Qual é o atual estágio das próteses que usam interfaces entre homem e máquina?
Surpreendentemente, já temos muita coisa. A gente pensa que isso é uma área do futuro, mas existem muitas tecnologias sofisticadas já usadas hoje por dezenas de milhares de pacientes. O de cóclea, por exemplo, fez muita gente no mundo inteiro pudessem adquirir um grau de audição que os permitem funcionar na sociedade. Há ainda outros, como a estimulação profunda do cérebro [que envia impulsos elétricos aos neurônios contra o mal de Parkinson], em que os pacientes estão respondendo bem. A tendência é que isso só aumente.

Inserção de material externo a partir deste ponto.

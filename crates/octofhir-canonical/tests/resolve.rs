mod common;

use std::sync::Arc;
use std::sync::atomic::{AtomicUsize, Ordering};
use std::time::Duration;

use common::{GatedStore, slow, store_with, store_with_options, structure_map};
use octofhir_canonical::{ContextError, ContextObserver, ResolutionContext, ResolveOutcome};
use octofhir_core::{CanonicalKind, CanonicalResource, FhirVersion};
use octofhir_db_memory::{InMemoryResourceStore, StoreOptions};
use serde_json::json;

const MAP_URL: &str = "http://example.org/StructureMap/M1";

#[derive(Default)]
struct CountingObserver {
    fetched: AtomicUsize,
    coalesced: AtomicUsize,
    converted: AtomicUsize,
}

impl ContextObserver for CountingObserver {
    fn on_resolve(&self, _kind: CanonicalKind, _url: &str, outcome: ResolveOutcome) {
        match outcome {
            ResolveOutcome::Fetched => self.fetched.fetch_add(1, Ordering::SeqCst),
            ResolveOutcome::Coalesced => self.coalesced.fetch_add(1, Ordering::SeqCst),
            _ => 0,
        };
    }

    fn on_convert(&self, _kind: CanonicalKind, _url: &str, _from: FhirVersion, _to: FhirVersion) {
        self.converted.fetch_add(1, Ordering::SeqCst);
    }
}

#[tokio::test]
async fn resolve_fetches_converts_and_registers() {
    let store = store_with(vec![structure_map(MAP_URL)]);
    let context = ResolutionContext::builder(store.clone()).build();

    let map = context
        .resolve(CanonicalKind::StructureMap, MAP_URL)
        .await
        .expect("map resolves");
    assert_eq!(map.schema_version, FhirVersion::R5);
    assert!(map.payload["group"][0].get("typeMode").is_none());

    let cached = context
        .lookup(CanonicalKind::StructureMap, MAP_URL)
        .expect("registered");
    assert!(Arc::ptr_eq(&map, &cached));

    // Second resolve is served from the cache.
    context
        .resolve(CanonicalKind::StructureMap, MAP_URL)
        .await
        .unwrap();
    assert_eq!(store.query_count(), 1);
}

#[tokio::test(flavor = "multi_thread", worker_threads = 8)]
async fn concurrent_resolves_share_one_store_query() {
    let store = store_with_options(vec![structure_map(MAP_URL)], slow(50));
    let observer = Arc::new(CountingObserver::default());
    let context = Arc::new(
        ResolutionContext::builder(store.clone())
            .observer(observer.clone())
            .build(),
    );

    let handles: Vec<_> = (0..50)
        .map(|_| {
            let context = context.clone();
            tokio::spawn(async move { context.resolve(CanonicalKind::StructureMap, MAP_URL).await })
        })
        .collect();

    let results: Vec<Arc<CanonicalResource>> = futures_util::future::join_all(handles)
        .await
        .into_iter()
        .map(|joined| joined.expect("task").expect("resolve"))
        .collect();

    assert_eq!(store.query_count(), 1);
    assert_eq!(observer.converted.load(Ordering::SeqCst), 1);
    let fetched = observer.fetched.load(Ordering::SeqCst);
    assert!(fetched >= 1);
    assert!(fetched + observer.coalesced.load(Ordering::SeqCst) <= 50);
    let first = &results[0];
    assert!(results.iter().all(|r| Arc::ptr_eq(r, first)));
    assert_eq!(context.cache().len(), 1);
}

#[tokio::test(flavor = "multi_thread", worker_threads = 8)]
async fn scoped_resolves_share_the_parent_store_query() {
    let store = store_with_options(vec![structure_map(MAP_URL)], slow(50));
    let context = Arc::new(ResolutionContext::builder(store.clone()).build());

    let handles: Vec<_> = (0..50)
        .map(|_| {
            let context = context.clone();
            tokio::spawn(async move {
                let scope = context.scoped();
                let map = scope.resolve(CanonicalKind::StructureMap, MAP_URL).await;
                (map, scope.local_len())
            })
        })
        .collect();

    let results: Vec<(Arc<CanonicalResource>, usize)> = futures_util::future::join_all(handles)
        .await
        .into_iter()
        .map(|joined| {
            let (map, local) = joined.expect("task");
            (map.expect("resolve"), local)
        })
        .collect();

    assert_eq!(store.query_count(), 1);
    let first = &results[0].0;
    assert!(results.iter().all(|(map, _)| Arc::ptr_eq(map, first)));
    // Each scope registered into its own overlay only.
    assert!(results.iter().all(|(_, local)| *local == 1));
    assert!(context.cache().is_empty());
}

#[tokio::test]
async fn scoped_and_root_callers_coalesce() {
    let store = store_with_options(vec![structure_map(MAP_URL)], slow(50));
    let context = ResolutionContext::builder(store.clone()).build();
    let scope = context.scoped();

    let (root, scoped) = tokio::join!(
        context.resolve(CanonicalKind::StructureMap, MAP_URL),
        scope.resolve(CanonicalKind::StructureMap, MAP_URL),
    );
    let (root, scoped) = (root.unwrap(), scoped.unwrap());

    assert_eq!(store.query_count(), 1);
    assert!(Arc::ptr_eq(&root, &scoped));
    assert_eq!(context.cache().len(), 1);
    // The root registration is visible through the overlay.
    assert_eq!(scope.local_len(), 0);
}

#[tokio::test]
async fn aborted_leader_hands_the_fill_to_a_waiter() {
    let store = GatedStore::new(vec![structure_map(MAP_URL)]);
    let context = Arc::new(ResolutionContext::builder(store.clone()).build());

    let leader = tokio::spawn({
        let context = context.clone();
        async move { context.resolve(CanonicalKind::StructureMap, MAP_URL).await }
    });
    while store.query_count() == 0 {
        tokio::task::yield_now().await;
    }
    let waiter = tokio::spawn({
        let context = context.clone();
        async move { context.resolve(CanonicalKind::StructureMap, MAP_URL).await }
    });
    tokio::time::sleep(Duration::from_millis(20)).await;

    leader.abort();
    assert!(leader.await.unwrap_err().is_cancelled());
    store.release(1);

    let map = waiter.await.expect("task").expect("waiter resolves");
    assert_eq!(store.query_count(), 2);
    assert_eq!(context.cache().len(), 1);
    let cached = context.lookup(CanonicalKind::StructureMap, MAP_URL).unwrap();
    assert!(Arc::ptr_eq(&map, &cached));
}

#[tokio::test]
async fn cached_read_does_not_wait_for_another_fill() {
    const OTHER_URL: &str = "http://example.org/StructureMap/M2";
    let store = GatedStore::new(vec![structure_map(MAP_URL), structure_map(OTHER_URL)]);
    let context = Arc::new(ResolutionContext::builder(store.clone()).build());

    store.release(1);
    let cached = context
        .resolve(CanonicalKind::StructureMap, MAP_URL)
        .await
        .unwrap();

    let pending = tokio::spawn({
        let context = context.clone();
        async move { context.resolve(CanonicalKind::StructureMap, OTHER_URL).await }
    });
    while store.query_count() < 2 {
        tokio::task::yield_now().await;
    }

    let read = tokio::time::timeout(
        Duration::from_millis(50),
        context.resolve(CanonicalKind::StructureMap, MAP_URL),
    )
    .await
    .expect("cached read is not blocked")
    .unwrap();
    assert!(Arc::ptr_eq(&read, &cached));
    assert!(!pending.is_finished());

    store.release(1);
    pending.await.expect("task").expect("other map resolves");
    assert_eq!(context.cache().len(), 2);
}

#[tokio::test]
async fn missing_map_is_not_found_and_not_registered() {
    let store = Arc::new(InMemoryResourceStore::new());
    let context = ResolutionContext::builder(store.clone()).build();

    let err = context
        .resolve(CanonicalKind::StructureMap, "http://example/missing")
        .await
        .unwrap_err();
    assert!(matches!(
        err,
        ContextError::NotFound { kind: CanonicalKind::StructureMap, ref url } if url == "http://example/missing"
    ));
    assert!(context.cache().is_empty());

    // Absence is not cached: the next resolve queries again.
    let _ = context
        .resolve(CanonicalKind::StructureMap, "http://example/missing")
        .await;
    assert_eq!(store.query_count(), 2);
}

#[tokio::test]
async fn late_store_record_is_found_on_retry() {
    let store = Arc::new(InMemoryResourceStore::new());
    let context = ResolutionContext::builder(store.clone()).build();

    assert!(
        context
            .resolve_or_null(CanonicalKind::StructureMap, MAP_URL)
            .await
            .unwrap()
            .is_none()
    );

    store.insert_json(structure_map(MAP_URL), FhirVersion::R4).unwrap();
    assert!(
        context
            .resolve_or_null(CanonicalKind::StructureMap, MAP_URL)
            .await
            .unwrap()
            .is_some()
    );
}

#[tokio::test]
async fn store_timeout_is_distinguished_from_not_found() {
    let store = store_with_options(vec![structure_map(MAP_URL)], slow(500));
    let context = ResolutionContext::builder(store)
        .store_timeout(Some(Duration::from_millis(20)))
        .build();

    let err = context
        .resolve(CanonicalKind::StructureMap, MAP_URL)
        .await
        .unwrap_err();
    assert!(err.is_unreachable());
    assert!(!err.is_not_found());

    let absent = context
        .resolve_or_null(CanonicalKind::StructureMap, MAP_URL)
        .await
        .unwrap();
    assert!(absent.is_none());
    assert!(context.cache().is_empty());
}

#[tokio::test]
async fn offline_store_is_unreachable() {
    let store = Arc::new(InMemoryResourceStore::with_options(StoreOptions {
        latency: None,
        offline: true,
    }));
    let context = ResolutionContext::builder(store).build();

    let err = context
        .resolve(CanonicalKind::ValueSet, "http://vs/a")
        .await
        .unwrap_err();
    assert!(matches!(err, ContextError::StoreUnavailable { .. }));
}

#[tokio::test]
async fn conversion_failure_surfaces_and_registers_nothing() {
    let store = store_with(vec![json!({
        "resourceType": "StructureMap",
        "url": MAP_URL,
        "name": "broken"
    })]);
    let context = ResolutionContext::builder(store).build();

    let err = context
        .resolve(CanonicalKind::StructureMap, MAP_URL)
        .await
        .unwrap_err();
    match err {
        ContextError::Conversion(e) => {
            assert_eq!(e.resource_kind, "StructureMap");
            assert_eq!(e.url.as_deref(), Some(MAP_URL));
        }
        other => panic!("unexpected error: {other}"),
    }
    assert!(context.cache().is_empty());

    // Conversion errors are not swallowed by resolve_or_null.
    assert!(
        context
            .resolve_or_null(CanonicalKind::StructureMap, MAP_URL)
            .await
            .is_err()
    );
}

#[tokio::test]
async fn pinned_version_must_match() {
    let mut map = structure_map(MAP_URL);
    map["version"] = json!("1.0.0");
    let store = store_with(vec![map]);
    let context = ResolutionContext::builder(store).build();

    let found = context
        .resolve(CanonicalKind::StructureMap, &format!("{MAP_URL}|1.0.0"))
        .await
        .unwrap();
    assert_eq!(found.version.as_deref(), Some("1.0.0"));

    let err = context
        .resolve(CanonicalKind::StructureMap, &format!("{MAP_URL}|2.0.0"))
        .await
        .unwrap_err();
    assert!(err.is_not_found());
    assert!(err.to_string().contains("|2.0.0"));
}

#[tokio::test]
async fn register_then_lookup_reads_own_write() {
    let context = ResolutionContext::builder(Arc::new(InMemoryResourceStore::new())).build();
    let resource = Arc::new(
        CanonicalResource::from_payload(
            json!({"resourceType": "CodeSystem", "url": "http://cs/a", "content": "complete"}),
            FhirVersion::R5,
        )
        .unwrap(),
    );

    context.register(resource.clone());
    let found = context.lookup(CanonicalKind::CodeSystem, "http://cs/a").unwrap();
    assert_eq!(*found, *resource);

    let resolved = context
        .resolve(CanonicalKind::CodeSystem, "http://cs/a")
        .await
        .unwrap();
    assert!(Arc::ptr_eq(&resolved, &resource));

    context.remove(CanonicalKind::CodeSystem, "http://cs/a");
    assert!(context.lookup(CanonicalKind::CodeSystem, "http://cs/a").is_none());
}

#[tokio::test]
async fn scoped_context_confines_resolutions_until_promoted() {
    let store = store_with(vec![structure_map(MAP_URL)]);
    let context = ResolutionContext::builder(store).build();

    {
        let scope = context.scoped();
        scope
            .resolve(CanonicalKind::StructureMap, MAP_URL)
            .await
            .unwrap();
        assert_eq!(scope.local_len(), 1);
        assert!(scope.lookup(CanonicalKind::StructureMap, MAP_URL).is_some());
        assert!(context.lookup(CanonicalKind::StructureMap, MAP_URL).is_none());
    }
    assert!(context.cache().is_empty());

    let scope = context.scoped();
    scope
        .resolve(CanonicalKind::StructureMap, MAP_URL)
        .await
        .unwrap();
    assert_eq!(scope.promote(), 1);
    assert!(context.lookup(CanonicalKind::StructureMap, MAP_URL).is_some());
}

#[tokio::test]
async fn reset_clears_every_entry() {
    let store = store_with(vec![structure_map(MAP_URL)]);
    let context = ResolutionContext::builder(store).build();
    context
        .resolve(CanonicalKind::StructureMap, MAP_URL)
        .await
        .unwrap();

    context.reset();
    assert_eq!(context.all(CanonicalKind::StructureMap).count(), 0);
}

Algumas das próteses de última geração usam impulsos nervosos dos músculos. Você pesquisa isso com implantes cerebrais.
São dois caminhos que competem pela solução. Quando você vai no nervo periférico, o sinal e o controle já foi dividido entre os membros. Nem sempre isso permite uma prótese funcional. Há casos de pacientes amputados nos quais às vezes você não consegue recuperar alguns dos nervos, que são destruídos durante o processo e amputação traumática. Por isso desde o começo, há 12 anos nessa área, eu e outros colegas propusemos que você teria de fazer isso a nível central, porque lá no cérebro, no córtex, os sinais ainda estão lá, não foram divididos. O acesso que você tem a esses sinais lá é mais fácil do que ir atrás dos nervos.



Não é perigoso colocar um chip dentro do cérebro?
A cirurgia de implante é até que trivial porque precisa ir apenas alguns milímetros dentro do córtex, a camada mais superficial do cérebro. A questão toda é a biocompatibilidade desses eletrodos, se eles irão sobreviver durante vários anos. Experimentos em macacos mostram que a gente pode, sim, implantar e registrar esses sinais com algumas centenas de células já começar a reproduzir comportamentos motores bem importantes. A nossa ideia é que com alguns milhares de células registradas — isso depende de uma tecnologia que vai chegar agora nos próximos anos — a gente vai ter a capacidade de reproduzir movimentos corpóreos fundamentais. A precisão que se obteve com os membros até agora é uma precisão muito pequena, e é um trabalho muito grande para o paciente utilizar essas interfaces periféricas, mas é possível que no futuro você tenha modelos híbridos, que tiram vantagem, dependendo do tipo de lesão, das duas possibilidades. O problema também dos nervos periféricos é que em lesões medulares altas não sobra nenhum sinal trafegando pelos nervos, então fica complicado.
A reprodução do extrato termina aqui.